Amnon Drori, the founder and CEO Octopai, knows how troublesome enterprise BI environments can be. Before he founded Octopai in 2015, he experienced firsthand the problems that can arise from not having a common set of numbers.
During a quarterly business review, Drori’s report showed that he had acquired 35 new clients. However, the CFO’s report only showed 22 new clients. The CEO was not pleased about the discrepancy of 13 clients, which, at an average deal size of $300,000, amounted to a lot of money.
“The CEO looked at us both and said, ‘Hey guys, somebody in this room owes me $3.5 million,’” Drori recalls. “’What the heck is going on?’”
It took three weeks to figure out what the problem was. It turns out an ETL process had been updated to include a new data source from the CRM system. Drori’s report reflected the ETL update, but the reporting his colleague Rafi was using did not, thus leading to the inaccurate number.
Data analysts and their line-of-business business colleagues face this exact problem every day. Despite the efforts put into ensuring data quality and data consistency, data just seems to find a way of getting out of whack. The bigger the organization, the more opportunity there is for these data gremlins to show up and make peoples’ lives miserable.
Drori shared some figures to demonstrate the vast potential for data-driven pain: “If you think about an organization, if they have 1,000 ETL processes that are shipping data from data sources, and storing 10,000 tables in the data warehouse, and there’s a reporting tool that’s generating 1,000 reports, we’re talking about 10 billion data pipes between all of what I just described,” Drori says. Finding exactly which pipe is responsible for the problem is not easy, and is what Octopai specializes in.
This problem existed 15 years ago, when the volume and variety of data flowing through ETL tools into on-prem data warehouses was smaller. The scope of the problem today is expanded, as enterprises seek to manage much bigger flows of data in cloud and hybrid BI environments, in the hopes of becoming even more of a data-driven business.
“I think that the complexity to a certain extent is growing faster than organizations are capable of dealing with,” Drori says. “I would say that moving to the cloud and adopting a new set of BI systems may even create a bigger problem.”

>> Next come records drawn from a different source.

use thiserror::Error;

/// Errors returned by [`CircularBuffer`](crate::CircularBuffer) operations.
///
/// Every variant is recoverable: the buffer is left exactly as it was before
/// the failing call.
#[derive(Error, Debug, Clone, PartialEq, Eq)]
pub enum RingBufferError {
    #[error("failed to allocate storage for {capacity} elements")]
    Memory { capacity: usize },

    #[error("buffer is empty")]
    Empty,

    #[error("capacity {requested} is below the minimum of {minimum}")]
    Capacity { requested: usize, minimum: usize },

    #[error("no visitor was supplied")]
    InvalidCallback,
}

impl RingBufferError {
    /// Numeric status for callers bridging to status-code interfaces.
    ///
    /// Success is reported as `0` by such interfaces; errors are negative.
    pub fn code(&self) -> i32 {
        match self {
            RingBufferError::Memory { .. } => -1,
            RingBufferError::Empty => -2,
            RingBufferError::Capacity { .. } => -3,
            RingBufferError::InvalidCallback => -4,
        }
    }
}

pub type Result<T> = std::result::Result<T, RingBufferError>;
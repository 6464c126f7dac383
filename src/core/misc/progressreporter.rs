use indicatif::*;

pub struct ProgressReporter {
    pb: ProgressBar,
    current: u64,
}

impl ProgressReporter {
    pub fn new(total_work: usize, title: &str) -> Self {
        let pb = ProgressBar::new(total_work as u64);
        let template = format!("{{spinner:.bold.green}} {}: ", title)
            + "[{wide_bar:.cyan}]  ({pos}/{len} samples, {elapsed_precise}|{eta_precise}) {msg}";
        if let Ok(style) = ProgressStyle::with_template(&template) {
            pb.set_style(style.progress_chars("█▇▆▅▄▃▂▁  "));
        }
        pb.tick();
        ProgressReporter { pb, current: 0 }
    }

    pub fn update(&mut self, num: usize) {
        if num != 0 {
            self.current += num as u64;
            self.pb.inc(num as u64);
        }
    }

    /// Moves the bar to an absolute position; never moves it backwards.
    pub fn set_position(&mut self, pos: u64) {
        if pos > self.current {
            self.update((pos - self.current) as usize);
        }
    }

    pub fn set_message(&mut self, msg: &str) {
        self.pb.set_message(msg.to_string());
    }

    pub fn done(&mut self) {
        self.pb.finish();
    }
}
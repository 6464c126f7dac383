use crate::core::misc::*;

use serde::{Deserialize, Serialize};

/// Feature channels plus variances, and the noisy color with its variance.
pub const DENOISING_PASS_SIZE: usize = 20;
/// As above, plus the unfiltered color skipped by selective denoising.
pub const SELECTIVE_DENOISING_PASS_SIZE: usize = 23;

#[derive(Debug, PartialEq, Eq, Copy, Clone, Serialize, Deserialize)]
#[serde(rename_all = "snake_case")]
pub enum PassType {
    Combined,
    Depth,
    Normal,
    Emission,
}

#[derive(Debug, PartialEq, Eq, Copy, Clone, Serialize, Deserialize)]
pub struct Pass {
    pub pass_type: PassType,
    pub components: usize,
    /// Divided by the sample count when read back.
    pub filter: bool,
    /// Scaled by the film exposure when read back.
    pub exposure: bool,
}

impl Pass {
    pub fn new(pass_type: PassType) -> Self {
        match pass_type {
            PassType::Combined => Pass {
                pass_type,
                components: 4,
                filter: true,
                exposure: true,
            },
            PassType::Depth => Pass {
                pass_type,
                components: 1,
                filter: true,
                exposure: false,
            },
            PassType::Normal => Pass {
                pass_type,
                components: 4,
                filter: true,
                exposure: false,
            },
            PassType::Emission => Pass {
                pass_type,
                components: 4,
                filter: true,
                exposure: true,
            },
        }
    }
}

/// Shape and pass layout of one accumulation buffer.
///
/// `full_x`/`full_y` locate the buffer inside the full frame, `width`/`height`
/// is the allocated size and `final_width`/`final_height` the size without
/// the overscan border.
#[derive(Debug, PartialEq, Clone, Serialize, Deserialize)]
#[serde(default)]
pub struct BufferParams {
    pub width: i32,
    pub height: i32,
    pub full_x: i32,
    pub full_y: i32,
    pub full_width: i32,
    pub full_height: i32,
    pub final_width: i32,
    pub final_height: i32,
    pub frames: i32,
    pub passes: Vec<Pass>,
    pub denoising_passes: bool,
    pub selective_denoising: bool,
    pub overscan: i32,
}

impl Default for BufferParams {
    fn default() -> Self {
        BufferParams {
            width: 0,
            height: 0,
            full_x: 0,
            full_y: 0,
            full_width: 0,
            full_height: 0,
            final_width: 0,
            final_height: 0,
            frames: 1,
            passes: vec![Pass::new(PassType::Combined)],
            denoising_passes: false,
            selective_denoising: false,
            overscan: 0,
        }
    }
}

impl BufferParams {
    /// Full frame of the given size with only the combined pass.
    pub fn new(width: i32, height: i32) -> Self {
        BufferParams {
            width,
            height,
            full_width: width,
            full_height: height,
            final_width: width,
            final_height: height,
            ..Default::default()
        }
    }

    /// Offset and row stride that turn absolute pixel coordinates into a
    /// pixel index of this buffer: `offset + x + y * stride`.
    pub fn offset_stride(&self) -> (i32, i32) {
        let offset = -(self.full_x + self.full_y * self.width);
        let stride = self.width;
        return (offset, stride);
    }

    /// True if `other` describes a different shape or pass layout.
    pub fn modified(&self, other: &BufferParams) -> bool {
        return !(self.full_x == other.full_x
            && self.full_y == other.full_y
            && self.width == other.width
            && self.height == other.height
            && self.full_width == other.full_width
            && self.full_height == other.full_height
            && self.final_width == other.final_width
            && self.final_height == other.final_height
            && self.overscan == other.overscan
            && self.passes == other.passes);
    }

    /// Adds a pass once; the combined pass always stays first.
    pub fn add_pass(&mut self, pass_type: PassType) {
        if self.passes.iter().any(|p| p.pass_type == pass_type) {
            return;
        }
        self.passes.push(Pass::new(pass_type));
    }

    /// Floats per pixel, aligned up to 4.
    pub fn passes_size(&self) -> usize {
        let mut size: usize = self.passes.iter().map(|p| p.components).sum();
        if self.denoising_passes {
            size += if self.selective_denoising {
                SELECTIVE_DENOISING_PASS_SIZE
            } else {
                DENOISING_PASS_SIZE
            };
        }
        return align_up(size, 4);
    }

    /// Float offset of the first denoising channel inside a pixel.
    pub fn denoise_offset(&self) -> usize {
        return self.passes.iter().map(|p| p.components).sum();
    }

    pub fn num_pixels(&self) -> usize {
        if self.width <= 0 || self.height <= 0 {
            return 0;
        }
        return (self.width as usize) * (self.height as usize);
    }
}

#[cfg(test)]
mod tests {
    use super::*;

    #[test]
    fn test_001() {
        let mut params = BufferParams::new(64, 32);
        assert_eq!(params.passes_size(), 4);
        params.add_pass(PassType::Depth);
        assert_eq!(params.passes_size(), 8);
        assert_eq!(params.denoise_offset(), 5);
        params.denoising_passes = true;
        assert_eq!(params.passes_size(), 28);
        params.selective_denoising = true;
        assert_eq!(params.passes_size(), 28);
        params.add_pass(PassType::Normal);
        assert_eq!(params.passes_size(), 32);
    }

    #[test]
    fn test_002() {
        let mut params = BufferParams::new(16, 16);
        params.full_x = 32;
        params.full_y = 48;
        let (offset, stride) = params.offset_stride();
        assert_eq!(stride, 16);
        assert_eq!(offset + 32 + 48 * stride, 0);
        assert_eq!(offset + 33 + 49 * stride, 17);
    }

    #[test]
    fn test_003() {
        let a = BufferParams::new(16, 16);
        let mut b = a.clone();
        assert!(!a.modified(&b));
        b.frames = 3;
        assert!(!a.modified(&b));
        b.overscan = 2;
        assert!(a.modified(&b));
        let mut c = a.clone();
        c.add_pass(PassType::Emission);
        assert!(a.modified(&c));
    }
}
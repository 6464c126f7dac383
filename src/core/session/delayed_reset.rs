use crate::core::buffers::*;

/// Reset requested by the host, applied by the session thread at the next
/// safe point.
#[derive(Debug, Default, Clone)]
pub struct DelayedReset {
    pub params: BufferParams,
    pub samples: i32,
    pub do_reset: bool,
}

impl DelayedReset {
    pub fn request(&mut self, params: &BufferParams, samples: i32) {
        self.params = params.clone();
        self.samples = samples;
        self.do_reset = true;
    }

    /// Takes the pending request, if any.
    pub fn take(&mut self) -> Option<(BufferParams, i32)> {
        if !self.do_reset {
            return None;
        }
        self.do_reset = false;
        return Some((self.params.clone(), self.samples));
    }
}
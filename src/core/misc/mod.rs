pub mod misc;
pub mod progressreporter;

pub use misc::*;
pub use progressreporter::*;
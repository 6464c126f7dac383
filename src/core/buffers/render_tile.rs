use super::render_buffers::*;

#[derive(Debug, PartialEq, Eq, Default, Copy, Clone)]
pub enum RenderTileTask {
    #[default]
    PathTrace,
    Denoise,
}

/// Resolved work unit handed to a device for one claim.
///
/// Coordinates are absolute image coordinates; `offset` and `stride` map them
/// into `buffers`.
#[derive(Debug, Default, Clone)]
pub struct RenderTile {
    pub x: i32,
    pub y: i32,
    pub w: i32,
    pub h: i32,
    pub start_sample: i32,
    pub num_samples: i32,
    pub sample: i32,
    pub resolution: i32,
    pub offset: i32,
    pub stride: i32,
    pub tile_index: usize,
    pub task: RenderTileTask,
    pub buffers: Option<SharedRenderBuffers>,
    /// Sub-device number the tile is mapped to.
    pub device: usize,
}

impl RenderTile {
    #[inline]
    pub fn pixel_index(&self, x: i32, y: i32) -> usize {
        return (self.offset + x + y * self.stride) as usize;
    }

    pub fn end_sample(&self) -> i32 {
        return self.start_sample + self.num_samples;
    }

    pub fn is_empty(&self) -> bool {
        return self.w <= 0 || self.h <= 0;
    }
}
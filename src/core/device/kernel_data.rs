use serde::{Deserialize, Serialize};

/// Name under which `KernelData` is uploaded with `Device::const_copy_to`.
pub const KERNEL_DATA_NAME: &str = "__data";

/// Constants the denoise kernels read; uploaded as JSON.
#[derive(Debug, PartialEq, Clone, Serialize, Deserialize)]
pub struct KernelData {
    pub half_window: i32,
    pub pass_stride: usize,
    pub pass_denoising: usize,
    pub pass_no_denoising: usize,
    pub exposure: f32,
    pub num_frames: i32,
    pub prev_frames: i32,
}

impl Default for KernelData {
    fn default() -> Self {
        KernelData {
            half_window: 8,
            pass_stride: 4,
            pass_denoising: 4,
            pass_no_denoising: 0,
            exposure: 1.0,
            num_frames: 1,
            prev_frames: 0,
        }
    }
}
use super::tile::*;
use crate::core::rng::*;

use serde::{Deserialize, Serialize};

/// Visiting order of the tiles within one pass.
///
/// Image rows grow downwards: y = 0 is the top row, so `BottomToTop` visits
/// tiles with non-increasing y. Ties are broken by tile index.
#[derive(Debug, PartialEq, Eq, Default, Copy, Clone, Serialize, Deserialize)]
#[serde(rename_all = "snake_case")]
pub enum TileOrder {
    #[default]
    Center,
    RightToLeft,
    LeftToRight,
    TopToBottom,
    BottomToTop,
    Shuffle,
}

impl TileOrder {
    /// Returns tile indices in visiting order; `seed` drives `Shuffle`.
    pub fn sort(&self, tiles: &[Tile], image_width: i32, image_height: i32, seed: u64) -> Vec<usize> {
        let mut order: Vec<usize> = (0..tiles.len()).collect();
        match self {
            TileOrder::Center => {
                let cx = image_width as i64;
                let cy = image_height as i64;
                order.sort_by_key(|i| {
                    let c = tiles[*i].center2();
                    let dx = c.x as i64 - cx;
                    let dy = c.y as i64 - cy;
                    (dx * dx + dy * dy, *i)
                });
            }
            TileOrder::RightToLeft => {
                order.sort_by_key(|i| (-tiles[*i].x, *i));
            }
            TileOrder::LeftToRight => {
                order.sort_by_key(|i| (tiles[*i].x, *i));
            }
            TileOrder::TopToBottom => {
                order.sort_by_key(|i| (tiles[*i].y, *i));
            }
            TileOrder::BottomToTop => {
                order.sort_by_key(|i| (-tiles[*i].y, *i));
            }
            TileOrder::Shuffle => {
                let mut rng = RNG::new_sequence(seed);
                rng.shuffle(&mut order);
            }
        }
        return order;
    }
}

#[cfg(test)]
mod tests {
    use super::*;

    fn grid(nx: i32, ny: i32, size: i32) -> Vec<Tile> {
        let mut tiles = Vec::new();
        for y in 0..ny {
            for x in 0..nx {
                let index = (y * nx + x) as usize;
                tiles.push(Tile::new(index, x * size, y * size, size, size));
            }
        }
        tiles
    }

    #[test]
    fn test_001() {
        let tiles = grid(3, 3, 8);
        let order = TileOrder::Center.sort(&tiles, 24, 24, 0);
        assert_eq!(order[0], 4);
        // corners last, in index order
        assert_eq!(&order[5..], &[0, 2, 6, 8]);
    }

    #[test]
    fn test_002() {
        let tiles = grid(2, 2, 8);
        assert_eq!(TileOrder::LeftToRight.sort(&tiles, 16, 16, 0), vec![0, 2, 1, 3]);
        assert_eq!(TileOrder::RightToLeft.sort(&tiles, 16, 16, 0), vec![1, 3, 0, 2]);
        assert_eq!(TileOrder::TopToBottom.sort(&tiles, 16, 16, 0), vec![0, 1, 2, 3]);
        assert_eq!(TileOrder::BottomToTop.sort(&tiles, 16, 16, 0), vec![2, 3, 0, 1]);
    }

    #[test]
    fn test_003() {
        let tiles = grid(4, 4, 8);
        let a = TileOrder::Shuffle.sort(&tiles, 32, 32, 11);
        let b = TileOrder::Shuffle.sort(&tiles, 32, 32, 11);
        assert_eq!(a, b);
        let mut sorted = a.clone();
        sorted.sort();
        assert_eq!(sorted, (0..16).collect::<Vec<usize>>());
    }
}
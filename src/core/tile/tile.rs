use crate::core::buffers::*;
use crate::core::geometry::*;

#[derive(Debug, PartialEq, Eq, Copy, Clone)]
pub enum TileState {
    Pending,
    Active,
    Done,
    Denoise,
}

/// One rectangular work unit, positioned relative to the tile manager's
/// buffer origin.
#[derive(Debug, Clone)]
pub struct Tile {
    pub index: usize,
    pub x: i32,
    pub y: i32,
    pub w: i32,
    pub h: i32,
    /// Device the tile is pinned to once claimed.
    pub device: Option<usize>,
    pub state: TileState,
    /// Claims of this tile run the denoiser rather than the path tracer.
    pub denoise: bool,
    pub buffers: Option<SharedRenderBuffers>,
}

impl Tile {
    pub fn new(index: usize, x: i32, y: i32, w: i32, h: i32) -> Self {
        Tile {
            index,
            x,
            y,
            w,
            h,
            device: None,
            state: TileState::Pending,
            denoise: false,
            buffers: None,
        }
    }

    pub fn bounds(&self) -> Bounds2i {
        return Bounds2i::from_xywh(self.x, self.y, self.w, self.h);
    }

    /// Twice the tile center, kept integral.
    pub fn center2(&self) -> Vector2i {
        return Vector2i::new(2 * self.x + self.w, 2 * self.y + self.h);
    }

    pub fn is_claimable(&self) -> bool {
        return self.state == TileState::Pending || self.state == TileState::Denoise;
    }
}
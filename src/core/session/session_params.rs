use crate::core::error::*;
use crate::core::geometry::*;
use crate::core::tile::*;

use serde::{Deserialize, Serialize};
use std::fs::File;
use std::io::BufReader;
use std::path::{Path, PathBuf};

#[derive(Debug, PartialEq, Clone, Serialize, Deserialize)]
#[serde(default)]
pub struct SessionParams {
    /// Headless render: no pausing, stops once every tile is done.
    pub background: bool,
    /// Accumulate one sample per pass instead of the whole target at once.
    pub progressive: bool,
    /// Keep per-tile buffers across passes and report them as a whole.
    pub progressive_refine: bool,
    /// Image written when the session is dropped.
    pub output_path: Option<PathBuf>,
    pub samples: i32,
    pub tile_size: Vector2i,
    pub tile_order: TileOrder,
    pub start_resolution: i32,
    /// Worker threads of the CPU device, 0 for one per core.
    pub threads: usize,
    pub display_buffer_linear: bool,
    pub cancel_timeout: f64,
    pub reset_timeout: f64,
    pub text_timeout: f64,
    pub progressive_update_timeout: f64,
    pub denoise_result: bool,
    pub half_window: i32,
    pub prev_frames: i32,
    pub only_denoise: bool,
    /// Overscan tiles on the CPU as well.
    pub cpu_overscan: bool,
    pub experimental: bool,
    /// Seed of the shuffled tile order.
    pub seed: u64,
}

impl Default for SessionParams {
    fn default() -> Self {
        SessionParams {
            background: false,
            progressive: false,
            progressive_refine: false,
            output_path: None,
            samples: INFINITE_SAMPLES,
            tile_size: Vector2i::new(64, 64),
            tile_order: TileOrder::Center,
            start_resolution: i32::MAX,
            threads: 0,
            display_buffer_linear: false,
            cancel_timeout: 0.1,
            reset_timeout: 0.1,
            text_timeout: 1.0,
            progressive_update_timeout: 1.0,
            denoise_result: false,
            half_window: 8,
            prev_frames: 0,
            only_denoise: false,
            cpu_overscan: false,
            experimental: false,
            seed: 0,
        }
    }
}

impl SessionParams {
    pub fn from_json_str(s: &str) -> SessionResult<Self> {
        let params: SessionParams = serde_json::from_str(s)?;
        params.validate()?;
        return Ok(params);
    }

    pub fn from_json_file(path: &Path) -> SessionResult<Self> {
        let file = File::open(path)?;
        let params: SessionParams = serde_json::from_reader(BufReader::new(file))?;
        params.validate()?;
        return Ok(params);
    }

    pub fn validate(&self) -> SessionResult<()> {
        if self.samples < 1 {
            return Err(SessionError::config(format!(
                "samples must be positive, got {}",
                self.samples
            )));
        }
        if self.tile_size.x < 1 || self.tile_size.y < 1 {
            return Err(SessionError::config(format!(
                "tile_size must be positive, got {}x{}",
                self.tile_size.x, self.tile_size.y
            )));
        }
        if self.half_window < 0 {
            return Err(SessionError::config("half_window must not be negative"));
        }
        return Ok(());
    }

    /// Preview passes only make sense when the whole frame is refined at
    /// once on screen.
    pub fn effective_start_resolution(&self) -> i32 {
        if self.progressive_refine || self.background {
            return i32::MAX;
        }
        return self.start_resolution;
    }
}

#[cfg(test)]
mod tests {
    use super::*;

    #[test]
    fn test_001() {
        let params =
            SessionParams::from_json_str(r#"{"samples": 16, "tile_order": "bottom_to_top"}"#)
                .unwrap();
        assert_eq!(params.samples, 16);
        assert_eq!(params.tile_order, TileOrder::BottomToTop);
        assert_eq!(params.tile_size, Vector2i::new(64, 64));
        assert!(!params.background);
    }

    #[test]
    fn test_002() {
        assert!(SessionParams::from_json_str(r#"{"samples": 0}"#).is_err());
        assert!(SessionParams::from_json_str(r#"{"tile_size": {"x": 0, "y": 8}}"#).is_err());
        assert!(SessionParams::from_json_str("{").is_err());
    }

    #[test]
    fn test_003() {
        let dir = tempfile::tempdir().unwrap();
        let path = dir.path().join("session.json");
        let mut params = SessionParams::default();
        params.background = true;
        params.samples = 4;
        std::fs::write(&path, serde_json::to_string(&params).unwrap()).unwrap();
        assert_eq!(SessionParams::from_json_file(&path).unwrap(), params);
    }
}
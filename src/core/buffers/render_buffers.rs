use super::buffer_params::*;
use crate::core::geometry::*;
use crate::core::misc::*;
use crate::core::rng::*;

use log::*;
use std::sync::Arc;
use std::sync::RwLock;

pub type SharedRenderBuffers = Arc<RwLock<RenderBuffers>>;

/// Depth read back for pixels that were never hit.
pub const DEPTH_NO_HIT: f32 = 1e10;

/// Accumulation buffer of a tile or of the whole frame.
#[derive(Debug, Default, Clone)]
pub struct RenderBuffers {
    pub params: BufferParams,
    pub buffer: Vec<f32>,
    pub rng_state: Vec<u32>,
    /// Device number the buffer is resident on.
    pub device: usize,
}

impl RenderBuffers {
    pub fn new(device: usize) -> Self {
        RenderBuffers {
            device,
            ..Default::default()
        }
    }

    pub fn new_shared(device: usize, params: &BufferParams) -> SharedRenderBuffers {
        let mut buffers = RenderBuffers::new(device);
        buffers.reset(params);
        return Arc::new(RwLock::new(buffers));
    }

    /// Reallocates when the shape changed, then clears the accumulated
    /// samples and reseeds the per-pixel random state.
    pub fn reset(&mut self, params: &BufferParams) {
        let size = params.num_pixels() * params.passes_size();
        if self.params.modified(params) || self.buffer.len() != size {
            trace!(
                "RenderBuffers::reset: {}x{} at ({}, {})",
                params.width,
                params.height,
                params.full_x,
                params.full_y
            );
            self.buffer = vec![0.0; size];
            self.rng_state = vec![0; params.num_pixels()];
        } else {
            self.buffer.fill(0.0);
        }
        self.params = params.clone();

        let width = params.width.max(0);
        let height = params.height.max(0);
        for y in 0..height {
            for x in 0..width {
                self.rng_state[(y * width + x) as usize] =
                    hash_int_2d(params.full_x + x, params.full_y + y);
            }
        }
    }

    /// Host resident storage is always current; reports whether anything is
    /// allocated.
    pub fn copy_from_device(&self) -> bool {
        return !self.buffer.is_empty();
    }

    fn rect_to_local(&self, rect: &Bounds2i) -> Option<Bounds2i> {
        let origin = Vector2i::new(self.params.full_x, self.params.full_y);
        let local = Bounds2i::new(&(rect.min - origin), &(rect.max - origin));
        if local.min.x < 0
            || local.min.y < 0
            || local.max.x > self.params.width
            || local.max.y > self.params.height
        {
            warn!("RenderBuffers::get_pass_rect: {:?} outside of buffer", rect);
            return None;
        }
        return Some(local);
    }

    /// Reads one pass over `rect` (absolute image coordinates) as floats,
    /// `components` per pixel, normalized by `sample` for filtered passes.
    pub fn get_pass_rect(
        &self,
        pass_type: PassType,
        exposure: f32,
        sample: i32,
        components: usize,
        rect: &Bounds2i,
    ) -> Option<Vec<f32>> {
        let rect = self.rect_to_local(rect)?;
        let pass_stride = self.params.passes_size();

        let mut pass_offset = 0;
        for pass in self.params.passes.iter() {
            if pass.pass_type != pass_type {
                pass_offset += pass.components;
                continue;
            }

            let scale = if pass.filter {
                1.0 / (sample.max(1) as f32)
            } else {
                1.0
            };
            let scale_exposure = if pass.exposure {
                scale * exposure
            } else {
                scale
            };

            let mut pixels = Vec::with_capacity(rect.area() as usize * components);
            for y in rect.min.y..rect.max.y {
                for x in rect.min.x..rect.max.x {
                    let index = (y * self.params.width + x) as usize * pass_stride + pass_offset;
                    let input = &self.buffer[index..(index + pass.components)];
                    match components {
                        1 => {
                            assert_eq!(pass.components, 1);
                            if pass_type == PassType::Depth {
                                pixels.push(if input[0] == 0.0 {
                                    DEPTH_NO_HIT
                                } else {
                                    input[0] * scale_exposure
                                });
                            } else {
                                pixels.push(input[0] * scale_exposure);
                            }
                        }
                        3 => {
                            assert_eq!(pass.components, 4);
                            pixels.push(input[0] * scale_exposure);
                            pixels.push(input[1] * scale_exposure);
                            pixels.push(input[2] * scale_exposure);
                        }
                        4 => {
                            assert_eq!(pass.components, 4);
                            pixels.push(input[0] * scale_exposure);
                            pixels.push(input[1] * scale_exposure);
                            pixels.push(input[2] * scale_exposure);
                            // alpha may exceed one from russian roulette
                            pixels.push(saturate(input[3] * scale));
                        }
                        _ => {
                            return None;
                        }
                    }
                }
            }
            return Some(pixels);
        }
        return None;
    }
}

#[cfg(test)]
mod tests {
    use super::*;

    #[test]
    fn test_001() {
        let mut params = BufferParams::new(4, 2);
        params.full_x = 8;
        params.full_y = 2;
        let mut buffers = RenderBuffers::new(0);
        assert!(!buffers.copy_from_device());
        buffers.reset(&params);
        assert!(buffers.copy_from_device());
        assert_eq!(buffers.buffer.len(), 4 * 2 * 4);
        assert_eq!(buffers.rng_state[0], hash_int_2d(8, 2));
        assert_eq!(buffers.rng_state[5], hash_int_2d(9, 3));
    }

    #[test]
    fn test_002() {
        let params = BufferParams::new(2, 2);
        let mut buffers = RenderBuffers::new(0);
        buffers.reset(&params);
        for v in buffers.buffer.iter_mut() {
            *v = 4.0;
        }
        let rect = Bounds2i::from(((0, 0), (2, 1)));
        let rgba = buffers
            .get_pass_rect(PassType::Combined, 1.0, 2, 4, &rect)
            .unwrap();
        assert_eq!(rgba, vec![2.0, 2.0, 2.0, 1.0, 2.0, 2.0, 2.0, 1.0]);
        assert!(buffers
            .get_pass_rect(PassType::Depth, 1.0, 2, 1, &rect)
            .is_none());
    }
}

When Octopai emerged from stealth about two years ago, it’s main offering was the data lineage software that effectively reverse engineers the ETL jobs that are so critical for preparing raw data for analysis in a data warehouse.
During that time, the company has built additional tools around that original data lineage offering to help its clients better understand their data. The first new offering was a data discovery tool that helps clients understand where all their data is and how it changes. Then the company developed a data catalog offering to help them standardize how clients talk about their data. These products now compose a suite of software that Ocotopai offers as a service from the AWS and Azure clouds.
The company’s offering supports cloud-based and on-prem BI environments, including ETL processes, data warehouses, and BI reporting environments. Over the past 18 months, the market has undergone a significant shift to the cloud, and Drori sees much of his growth coming from the cloud, even as companies maintain on-prem systems.
“In some cases, you might adopt Snowflake while not getting rid of your Oracle. You might start using Talend or ADF as new data generation of ETL or business process development in a cloud, but you don’t get rid of DataStage or Informaticas that you have. So now it create a bigger problem because migrating from Informatica to ADF may take three years. Moving from OBIE, a 15 year old reporting tool, to PowerBI is about a two-to-three year project.”
The company has a bigger presence on the Azure cloud than any other, so Azure Data Factory, or ADF, is the first cloud-native ETL tool that the company is supporting, with others planned for the future.
ADF is Microsoft’s cloud-based ETL or ELT service for creating and orchestrating data workflows in the Azure cloud. It features a visual tool for defining data transformations, and leverages an Apache Spark engine running in Azure HDInsight to execute the transformations.
ADF supports dozens of data sources and data sinks, including Azure data stores like ADLS Gen 1/Gen 2 and Cosmos DB, as well as many third-party databases, file systems, object storage systems, SaaS applications, APIs, and protocols. It integrates with Azure DataOps, and supports the use of parameters, triggers, and complex orchestrations of data pipelines involving custom-state passing and looping containers.